On the day of the surgery, your friend Emily came to sit beside you in Dr. Fischer’s waiting room, elegant in polished wood and shades of teal. After your daughter had changed into a hospital gown, they let you into the surgical suite, cheerful holiday music playing overhead. You pulled out the socks you had brought to keep her feet warm, red and green socks with a chip in them that played Jingle Bells. She rolled her eyes at your goofiness, but let you put them on her anyway. You could see she was anxious, so you did not allow yourself to feel. You held on, strong and steady and cheerful. You bent and kissed her, squeezed her hand. I love you, you said. Everything is going to be fine. I’ll see you in a few hours. You did not cry.

In the waiting room, Emily held your hand and kept talking so you wouldn’t think about what they were doing to your daughter’s breasts. At lunchtime, when the staff said it would still be another couple of hours, the two of you walked across the parking lot to a Mediterranean restaurant. You weren’t hungry, but you made yourself eat anyway, and you each had a glass of wine. You were surprised at how calm you felt, only later realizing that it was numbness.

When you got back, your daughter was out of surgery and they said you could see her. You didn’t realize how scared she had been until you bent, once again, to kiss her cheek and stroke her damp hair, and she asked in her woozy voice if she had died. Of course not, silly, you whispered. The doctor says your chest looks fantastic and you did great. It’s all over now, and Mommy’s here.

            Mommy’s here, you said, as if those words could return you to that time and place when mothering had felt so simple and uncomplicated, even when it had been hard, because all you had to do, it seemed, no matter what went wrong, was pick her solid little body up and hold her close, wrap your arms around her, rock her in the same chair where you had soothed her with your mother milk.

            Then you straightened beside your child, and the room quieted just for a moment, at least that’s how you remember it, just long enough for you to catch the strains of Musak overhead. The notes were familiar but unexpected, out of place. How odd, you thought. For the tune that met your ears that early December afternoon, the sweet, improbable notes that streamed through gray light as your child awakened, were those of Brahms Lullaby.

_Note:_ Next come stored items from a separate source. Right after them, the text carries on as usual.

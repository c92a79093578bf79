#![deny(unused_variables)]
#![deny(dead_code)]
#![deny(unused_imports)]
#![deny(clippy::no_effect_underscore_binding)]

//! Hessian-based confidence regions for gate set tomography estimates.
//!
//! A [`ConfidenceRegion`] turns the Hessian of a likelihood (or chi-squared)
//! objective at a gate set estimate into calibrated error bars: per-parameter
//! profile-likelihood half-widths and linearized half-widths for arbitrary
//! functions of a gate, of the whole gate set, or of the SPAM vectors.

pub mod config;
pub mod confidence;
pub mod diagnostics;
pub mod gateset;
pub mod linalg;
pub mod optimize;
pub mod propagate;
pub mod quadform;
pub mod report;
pub mod stats;
pub mod types;
pub mod value;

pub use confidence::{ConfidenceRegion, ConfidenceRegionBuilder, RegionError};
pub use gateset::{Gate, GateSet, GateSetError};
pub use propagate::{DEFAULT_EPS, FnInterval, IntervalError};
pub use types::{GateSelection, ParameterizationFlags, ProjectionMode};
pub use value::FnValue;
mod common;

use approx::assert_abs_diff_eq;
use common::{random_spd, random_vector};
use gstci::{
    ConfidenceRegion, DEFAULT_EPS, FnValue, GateSet, IntervalError, ParameterizationFlags,
    ProjectionMode,
};
use ndarray::{Array1, ArrayD, IxDyn};
use num_complex::Complex64;

fn region() -> ConfidenceRegion {
    ConfidenceRegion::new(
        GateSet::std1q_xyi(),
        random_spd(56, 11),
        95.0,
        ParameterizationFlags::default(),
        ProjectionMode::Standard,
    )
    .unwrap()
}

fn expected_half_width(region: &ConfidenceRegion, gradient: &Array1<f64>) -> f64 {
    gradient
        .dot(&region.quadratic_form().inv_q().dot(gradient))
        .abs()
        .sqrt()
}

#[test]
fn linear_gateset_function_recovers_its_coefficients() {
    let region = region();
    let flags = region.parameterization_flags().clone();
    let a = random_vector(56, 12);
    let coefficients = a.clone();
    let interval = region
        .gateset_fn_confidence_interval(
            move |gs| FnValue::Scalar(coefficients.dot(&gs.to_vector(&flags))),
            DEFAULT_EPS,
        )
        .unwrap();
    let df = interval.half_width().as_scalar().unwrap();
    let expected = expected_half_width(&region, &a);
    assert!((df - expected).abs() <= 1e-5 * expected.max(1.0), "{df} vs {expected}");
}

#[test]
fn gate_and_gateset_paths_agree() {
    let region = region();
    let f = |g: ndarray::ArrayView2<f64>| FnValue::Scalar(g[[2, 3]] * g[[3, 2]] + g.diag().sum());
    let via_gate = region
        .gate_fn_confidence_interval(f, "Gx", DEFAULT_EPS)
        .unwrap();
    let via_gateset = region
        .gateset_fn_confidence_interval(
            |gs| f(gs.gate("Gx").map(|g| g.matrix.view()).unwrap()),
            DEFAULT_EPS,
        )
        .unwrap();
    assert_abs_diff_eq!(
        via_gate.half_width().as_scalar().unwrap(),
        via_gateset.half_width().as_scalar().unwrap(),
        epsilon = 1e-6
    );
    assert_eq!(via_gate.value(), via_gateset.value());
}

#[test]
fn constant_functions_have_zero_width_for_every_kind() {
    let region = region();
    let scalar = region
        .spam_fn_confidence_interval(|_, _| FnValue::Scalar(1.0), DEFAULT_EPS)
        .unwrap();
    assert_eq!(scalar.half_width(), &FnValue::Scalar(0.0));

    let vector = region
        .gate_fn_confidence_interval(|_| FnValue::Vector(Array1::ones(3)), "Gi", DEFAULT_EPS)
        .unwrap();
    assert_eq!(vector.half_width(), &FnValue::Vector(Array1::zeros(3)));

    let complex = region
        .gateset_fn_confidence_interval(
            |_| FnValue::ComplexScalar(Complex64::new(1.0, 2.0)),
            DEFAULT_EPS,
        )
        .unwrap();
    assert_eq!(
        complex.half_width(),
        &FnValue::ComplexScalar(Complex64::new(0.0, 0.0))
    );
}

#[test]
fn linear_spam_function_matches_direct_propagation() {
    let region = region();
    let interval = region
        .spam_fn_confidence_interval(
            |rhos, es| FnValue::Scalar(rhos[0][1] + 2.0 * es[0][3]),
            DEFAULT_EPS,
        )
        .unwrap();
    let mut gradient = Array1::zeros(56);
    gradient[region.vector_offsets()["rho0"].start + 1] = 1.0;
    gradient[region.vector_offsets()["E0"].start + 3] = 2.0;
    let expected = expected_half_width(&region, &gradient);
    assert_abs_diff_eq!(
        interval.half_width().as_scalar().unwrap(),
        expected,
        epsilon = 1e-6
    );
}

#[test]
fn complex_matrix_output_is_split_into_parts() {
    let region = region();
    let interval = region
        .gate_fn_confidence_interval(
            |g| FnValue::ComplexMatrix(g.mapv(|x| Complex64::new(x, -3.0 * x))),
            "Gy",
            DEFAULT_EPS,
        )
        .unwrap();
    let df = interval.half_width().as_complex_matrix().unwrap();
    assert_eq!(df.dim(), (4, 4));
    for z in df.iter() {
        assert_abs_diff_eq!(z.im, 3.0 * z.re, epsilon = 1e-5);
    }
}

#[test]
fn unsupported_outputs_are_errors() {
    let region = region();
    let result = region.gate_fn_confidence_interval(
        |_| FnValue::ComplexArray(ArrayD::zeros(IxDyn(&[2, 1, 2]))),
        "Gx",
        DEFAULT_EPS,
    );
    assert!(matches!(result, Err(IntervalError::UnsupportedOutputRank(3))));

    let result = region.gate_fn_confidence_interval(
        |g| {
            if g[[0, 0]] == 1.0 {
                FnValue::Scalar(1.0)
            } else {
                FnValue::Vector(Array1::ones(2))
            }
        },
        "Gx",
        DEFAULT_EPS,
    );
    assert!(matches!(result, Err(IntervalError::OutputShapeChanged { .. })));

    assert!(matches!(
        region.gate_fn_confidence_interval(|_| FnValue::Scalar(0.0), "Gq", DEFAULT_EPS),
        Err(IntervalError::UnknownGate(_))
    ));
}

#[test]
fn regions_can_be_queried_from_several_threads() {
    fn assert_send_sync<T: Send + Sync>() {}
    assert_send_sync::<ConfidenceRegion>();

    let region = region();
    let widths: Vec<f64> = std::thread::scope(|scope| {
        let handles: Vec<_> = ["Gi", "Gx", "Gy"]
            .into_iter()
            .map(|label| {
                let region = &region;
                scope.spawn(move || {
                    region
                        .gate_fn_confidence_interval(
                            |g| FnValue::Scalar(g.diag().sum()),
                            label,
                            DEFAULT_EPS,
                        )
                        .unwrap()
                        .half_width()
                        .as_scalar()
                        .unwrap()
                })
            })
            .collect();
        handles.into_iter().map(|h| h.join().unwrap()).collect()
    });
    assert_eq!(widths.len(), 3);
    assert!(widths.iter().all(|w| w.is_finite() && *w > 0.0));
}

The music faded against the buzz of post-surgery activity, but it had been enough, stilling you to a sudden heightened consciousness, and you understood that this tender, long-loved lullaby was a gift meant for you.

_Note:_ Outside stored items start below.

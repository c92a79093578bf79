//! A serializable summary of a confidence region.
//!
//! The report lists the profile-likelihood half-widths of every gate set object
//! and, for every gate, the linearized interval on its trace. Traces are
//! invariant under gauge transformations, so their intervals are meaningful no
//! matter how the gauge was fixed.

use crate::confidence::{ConfidenceRegion, RegionError};
use crate::propagate::IntervalError;
use crate::types::ProjectionMode;
use crate::value::FnValue;
use serde::{Deserialize, Serialize};
use std::fs;
use std::io::{BufWriter, Write};
use std::path::Path;
use thiserror::Error;

#[derive(Error, Debug)]
pub enum ReportError {
    #[error("Failed to read or write report file: {0}")]
    IoError(#[from] std::io::Error),
    #[error("Failed to parse TOML report: {0}")]
    TomlParseError(#[from] toml::de::Error),
    #[error("Failed to serialize report to TOML format: {0}")]
    TomlSerializeError(#[from] toml::ser::Error),
    #[error("Failed to read intervals from the region: {0}")]
    Region(#[from] RegionError),
    #[error("Failed to propagate a gate interval: {0}")]
    Interval(#[from] IntervalError),
}

/// Profile-likelihood half-widths of one gate set object's parameters.
#[derive(Debug, Clone, PartialEq, Serialize, Deserialize)]
pub struct ObjectIntervals {
    pub label: String,
    pub half_widths: Vec<f64>,
}

/// A scalar quantity with its linearized half-width.
#[derive(Debug, Clone, PartialEq, Serialize, Deserialize)]
pub struct ScalarInterval {
    pub label: String,
    pub value: f64,
    pub half_width: f64,
}

#[derive(Debug, Clone, PartialEq, Serialize, Deserialize)]
pub struct RegionReport {
    pub confidence_level: f64,
    pub projection: ProjectionMode,
    pub n_gauge_params: usize,
    pub n_nongauge_params: usize,
    pub interval_scaling: f64,
    /// `sqrt(sum(gateCIs^2))` over every gate's profile half-widths.
    pub gate_interval_norm: f64,
    pub objects: Vec<ObjectIntervals>,
    pub gate_traces: Vec<ScalarInterval>,
}

impl RegionReport {
    /// Summarizes `region`, propagating gate traces with forward-difference step `eps`.
    pub fn from_region(region: &ConfidenceRegion, eps: f64) -> Result<Self, ReportError> {
        let gateset = region.gateset();
        let mut objects = Vec::new();
        for label in gateset.object_labels() {
            let half_widths = region
                .profile_likelihood_confidence_intervals(Some(&label))?
                .to_vec();
            objects.push(ObjectIntervals { label, half_widths });
        }

        let gate_labels = gateset.gate_labels();
        let gate_interval_norm = objects
            .iter()
            .filter(|o| gate_labels.contains(&o.label))
            .flat_map(|o| o.half_widths.iter())
            .map(|v| v * v)
            .sum::<f64>()
            .sqrt();

        let mut gate_traces = Vec::with_capacity(gate_labels.len());
        for label in gate_labels {
            let interval = region.gate_fn_confidence_interval(
                |g| FnValue::Scalar(g.diag().sum()),
                &label,
                eps,
            )?;
            let (half_width, value) = interval.into_parts();
            gate_traces.push(ScalarInterval {
                label,
                value: value.as_scalar().unwrap_or(f64::NAN),
                half_width: half_width.as_scalar().unwrap_or(f64::NAN),
            });
        }

        Ok(Self {
            confidence_level: region.confidence_level(),
            projection: region.projection_mode(),
            n_gauge_params: region.n_gauge_params(),
            n_nongauge_params: region.n_nongauge_params(),
            interval_scaling: region.interval_scaling(),
            gate_interval_norm,
            objects,
            gate_traces,
        })
    }

    pub fn save(&self, path: impl AsRef<Path>) -> Result<(), ReportError> {
        let toml_string = toml::to_string_pretty(self)?;
        let mut file = BufWriter::new(fs::File::create(path)?);
        file.write_all(toml_string.as_bytes())?;
        Ok(())
    }

    pub fn load(path: impl AsRef<Path>) -> Result<Self, ReportError> {
        let toml_string = fs::read_to_string(path)?;
        let report = toml::from_str(&toml_string)?;
        Ok(report)
    }
}

#[cfg(test)]
mod tests {
    use super::*;
    use crate::gateset::GateSet;
    use crate::propagate::DEFAULT_EPS;
    use crate::types::ParameterizationFlags;
    use ndarray::{Array1, Array2};

    fn region() -> ConfidenceRegion {
        let hessian = Array2::from_diag(&Array1::from_shape_fn(56, |i| 30.0 + i as f64));
        ConfidenceRegion::new(
            GateSet::std1q_xyi(),
            hessian,
            95.0,
            ParameterizationFlags::default(),
            ProjectionMode::Standard,
        )
        .unwrap()
    }

    #[test]
    fn lists_every_object_in_vector_order() {
        let report = RegionReport::from_region(&region(), DEFAULT_EPS).unwrap();
        let labels: Vec<&str> = report.objects.iter().map(|o| o.label.as_str()).collect();
        assert_eq!(labels, vec!["rho0", "E0", "Gi", "Gx", "Gy"]);
        assert_eq!(report.objects[2].half_widths.len(), 16);
        assert_eq!(report.n_gauge_params + report.n_nongauge_params, 56);
        assert_eq!(report.gate_traces.len(), 3);
        assert!((report.gate_traces[0].value - 4.0).abs() < 1e-12);
        assert!(report.gate_traces.iter().all(|t| t.half_width > 0.0));
    }

    #[test]
    fn survives_a_file_round_trip() {
        let report = RegionReport::from_region(&region(), DEFAULT_EPS).unwrap();
        let dir = tempfile::tempdir().unwrap();
        let path = dir.path().join("report.toml");
        report.save(&path).unwrap();
        let loaded = RegionReport::load(&path).unwrap();
        assert_eq!(loaded.objects, report.objects);
        assert_eq!(loaded.projection, ProjectionMode::Standard);
        assert_eq!(loaded.gate_traces.len(), report.gate_traces.len());
    }
}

Those brief, lilting measures awakened the primordial mother inside you, the child-mother unschooled in the ways of sacrifice, stoicism, false cheer. The music called you back to the memory of that moment, taking this child, your firstborn, in your arms for the first time, the wash of awe and relief and gratitude, the longing for what was to come.

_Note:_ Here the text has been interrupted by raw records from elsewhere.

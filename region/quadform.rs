//! The calibrated quadratic form `Q` of a confidence region and its gauge-nulled inverse.
//!
//! `x^T Q x = 1` traces the boundary of a region appropriate for one-dimensional
//! (profile-likelihood) intervals. Because `Q` is symmetric its eigenvalues and
//! singular values coincide, so inversion is done in the eigenbasis: the
//! `nGaugeParams` eigenvalues closest to zero are treated as the gauge subspace and
//! get an inverse of exactly zero, every other eigenvalue is inverted directly.

use crate::linalg::{self, SymmetricEigen, invert_outside_null_space, reconstruct};
use crate::stats::{ConfidenceConstants, StatsError};
use ndarray::{Array1, Array2, ArrayView1, ArrayView2};
use ndarray_linalg::error::LinalgError;
use thiserror::Error;

#[derive(Error, Debug)]
pub enum QuadFormError {
    #[error("Projected Hessian must be square, got shape {0:?}.")]
    NotSquare((usize, usize)),

    #[error("Cannot null {n_gauge} gauge directions in a {dim}-dimensional quadratic form.")]
    TooManyGaugeParams { n_gauge: usize, dim: usize },

    #[error("Calibration failed: {0}")]
    Statistics(#[from] StatsError),

    #[error("Eigendecomposition of the quadratic form failed: {0}")]
    Eigendecomposition(#[from] LinalgError),
}

/// `Q`, its eigenbasis, its gauge-nulled inverse and the profile half-widths.
#[derive(Debug, Clone)]
pub struct ConfidenceQuadraticForm {
    constants: ConfidenceConstants,
    n_gauge_params: usize,
    q: Array2<f64>,
    eigenvalues: Array1<f64>,
    eigenvectors: Array2<f64>,
    inverse_eigenvalues: Array1<f64>,
    inv_q: Array2<f64>,
    profile_intervals: Array1<f64>,
}

impl ConfidenceQuadraticForm {
    /// Calibrates an already-projected Hessian at `level` percent confidence.
    ///
    /// # Arguments
    /// * `projected_hessian`: symmetric `nParams x nParams` Hessian restricted to the non-gauge space.
    /// * `n_gauge_params`: how many smallest-magnitude eigenvalues to treat as gauge.
    /// * `level`: confidence level as a percentage in (0, 100).
    pub fn from_projected_hessian(
        projected_hessian: ArrayView2<f64>,
        n_gauge_params: usize,
        level: f64,
    ) -> Result<Self, QuadFormError> {
        let dim = projected_hessian.nrows();
        if projected_hessian.ncols() != dim {
            return Err(QuadFormError::NotSquare(projected_hessian.dim()));
        }
        if n_gauge_params > dim {
            return Err(QuadFormError::TooManyGaugeParams {
                n_gauge: n_gauge_params,
                dim,
            });
        }

        let constants = ConfidenceConstants::new(level, dim - n_gauge_params)?;
        let q = projected_hessian.mapv(|h| h / constants.c1);

        let SymmetricEigen {
            eigenvalues,
            eigenvectors,
        } = linalg::symmetric_eigen(q.view())?;
        let inverse_eigenvalues = invert_outside_null_space(&eigenvalues, n_gauge_params);
        let inv_q = reconstruct(eigenvectors.view(), &inverse_eigenvalues);

        // The absolute value absorbs tiny negative diagonal entries from round-off.
        let profile_intervals = inv_q.diag().mapv(|v| v.abs().sqrt());

        Ok(Self {
            constants,
            n_gauge_params,
            q,
            eigenvalues,
            eigenvectors,
            inverse_eigenvalues,
            inv_q,
            profile_intervals,
        })
    }

    pub fn constants(&self) -> &ConfidenceConstants {
        &self.constants
    }

    pub fn dim(&self) -> usize {
        self.q.nrows()
    }

    pub fn n_gauge_params(&self) -> usize {
        self.n_gauge_params
    }

    pub fn n_nongauge_params(&self) -> usize {
        self.dim() - self.n_gauge_params
    }

    /// The calibrated form `Q = H' / C1`.
    pub fn q(&self) -> &Array2<f64> {
        &self.q
    }

    /// Gauge-nulled inverse of `Q`.
    pub fn inv_q(&self) -> &Array2<f64> {
        &self.inv_q
    }

    pub fn eigenvalues(&self) -> &Array1<f64> {
        &self.eigenvalues
    }

    /// `U`, with `Q = U diag(eigenvalues) U^T`.
    pub fn eigenvectors(&self) -> &Array2<f64> {
        &self.eigenvectors
    }

    /// `U^T`, which is also `U^-1`.
    pub fn eigenvectors_adjoint(&self) -> Array2<f64> {
        self.eigenvectors.t().to_owned()
    }

    pub fn inverse_eigenvalues(&self) -> &Array1<f64> {
        &self.inverse_eigenvalues
    }

    /// `sqrt(|invQ[k,k]|)` for every parameter `k`.
    pub fn profile_intervals(&self) -> &Array1<f64> {
        &self.profile_intervals
    }

    pub fn interval_scaling(&self) -> f64 {
        self.constants.interval_scaling
    }

    /// `sqrt(|g^T invQ g|)`, the linearized half-width along gradient `g`.
    pub fn half_width(&self, gradient: ArrayView1<f64>) -> f64 {
        gradient.dot(&self.inv_q.dot(&gradient)).abs().sqrt()
    }
}
impl Gate {
    pub fn new(label: impl Into<String>, matrix: Array2<f64>) -> Result<Self, GateSetError> {
        let label = label.into();
        if matrix.nrows() != matrix.ncols() {
            return Err(GateSetError::ShapeMismatch {
                label,
                found: matrix.shape().to_vec(),
                expected: vec![matrix.nrows(), matrix.nrows()],
            });
        }
        Ok(Self { label, matrix })
    }

    pub fn dim(&self) -> usize {
        self.matrix.nrows()
    }

    /// Number of free parameters; the first row is fixed when `g0` is false.
    pub fn num_params(&self, g0: bool) -> usize {
        let d = self.dim();
        if g0 { d * d } else { d * d.saturating_sub(1) }
    }

    pub fn to_vector(&self, g0: bool) -> Array1<f64> {
        flatten_gate(self.matrix.view(), g0)
    }

    pub fn set_from_vector(&mut self, v: ArrayView1<f64>, g0: bool) -> Result<(), GateSetError> {
        let expected = self.num_params(g0);
        if v.len() != expected {
            return Err(GateSetError::VectorLength {
                found: v.len(),
                expected,
            });
        }
        let d = self.dim();
        let first_row = if g0 { 0 } else { 1 };
        for (k, &value) in v.iter().enumerate() {
            self.matrix[[first_row + k / d, k % d]] = value;
        }
        Ok(())
    }
}

fn flatten_gate(matrix: ArrayView2<f64>, g0: bool) -> Array1<f64> {
    let first_row = if g0 { 0 } else { 1 };
    matrix.slice(s![first_row.., ..]).iter().copied().collect()
}

fn flatten_prep(vector: ArrayView1<f64>, sp0: bool) -> Array1<f64> {
    let first = if sp0 { 0 } else { 1 };
    vector.slice(s![first..]).to_owned()
}

/// Label of the `k`-th state preparation in offset maps and reports.
pub fn prep_label(k: usize) -> String {
    format!("rho{k}")
}

/// Label of the `k`-th effect in offset maps and reports.
pub fn effect_label(k: usize) -> String {
    format!("E{k}")
}

/// Orthonormal bases of the gauge and non-gauge subspaces at a gate set.
#[derive(Debug, Clone)]
pub struct NonGaugeBasis {
    /// `nParams x nNonGaugeParams`, orthonormal columns.
    pub nongauge: Array2<f64>,
    /// `nParams x nGaugeParams`, orthonormal columns.
    pub gauge: Array2<f64>,
}

impl NonGaugeBasis {
    pub fn n_nongauge(&self) -> usize {
        self.nongauge.ncols()
    }

    pub fn n_gauge(&self) -> usize {
        self.gauge.ncols()
    }

    /// Splits the parameter space using the eigenvectors of a standard non-gauge projector.
    pub fn from_projector(projector: ArrayView2<f64>) -> Result<Self, GateSetError> {
        let eigen = symmetric_eigen(projector)?;
        let nongauge_cols: Vec<usize> = (0..eigen.eigenvalues.len())
            .filter(|&i| eigen.eigenvalues[i] > 0.5)
            .collect();
        let gauge_cols: Vec<usize> = (0..eigen.eigenvalues.len())
            .filter(|&i| eigen.eigenvalues[i] <= 0.5)
            .collect();
        Ok(Self {
            nongauge: eigen.eigenvectors.select(Axis(1), &nongauge_cols),
            gauge: eigen.eigenvectors.select(Axis(1), &gauge_cols),
        })
    }

    /// Projector onto the non-gauge directions tilted by `mix` into the gauge space.
    ///
    /// The mixed directions are `Bn' = Bn + Bg M^T` and the returned matrix is
    /// `Bn (I + M M^T)^-1 Bn'^T`, so that `P^T H P` has exactly the orthogonal
    /// complement of `Bn'` as its null space. `M = 0` gives the standard projector.
    pub fn mixed_projector(&self, mix: ArrayView2<f64>) -> Result<Array2<f64>, GateSetError> {
        let expected = (self.n_nongauge(), self.n_gauge());
        if mix.dim() != expected {
            return Err(GateSetError::MixingShape {
                found: mix.dim(),
                expected,
            });
        }
        let mixed = &self.nongauge + &self.gauge.dot(&mix.t());
        let mut gram = mix.dot(&mix.t());
        for i in 0..gram.nrows() {
            gram[[i, i]] += 1.0;
        }
        let gram_inv = gram.inv()?;
        Ok(self.nongauge.dot(&gram_inv).dot(&mixed.t()))
    }
}

/// A gate set point estimate.
#[derive(Debug, Clone, PartialEq, Serialize, Deserialize)]
pub struct GateSet {
    dim: usize,
    #[serde(default)]
    rho_vecs: Vec<Array1<f64>>,
    #[serde(default)]
    e_vecs: Vec<Array1<f64>>,
    /// When present, a complement effect `identity - sum(E_k)` is appended to the effects.
    #[serde(default)]
    identity_vec: Option<Array1<f64>>,
    #[serde(default)]
    gates: Vec<Gate>,
}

You had not been awake for that birth, given general anesthesia for an emergency Caesarian as her heartbeat plummeted the moment you had started to push.  Waiting in your hospital room afterwards, it had seemed hours before they brought her to you, finally quiet and sleeping, exhausted from the trauma. They told you she had come out red-faced and screaming, as if furious at the tugging and pulling it took to free her from the birth canal where she was lodged.

You had missed her first breath, the chance to enfold her slick, naked body in your arms, quiet her screams with the warmth of your breast, the beat of your heart. You had grieved the loss of those moments and now you had another chance. Although this day was nothing you could have ever imagined, although it had come to you unexpected, unwelcome – here it was.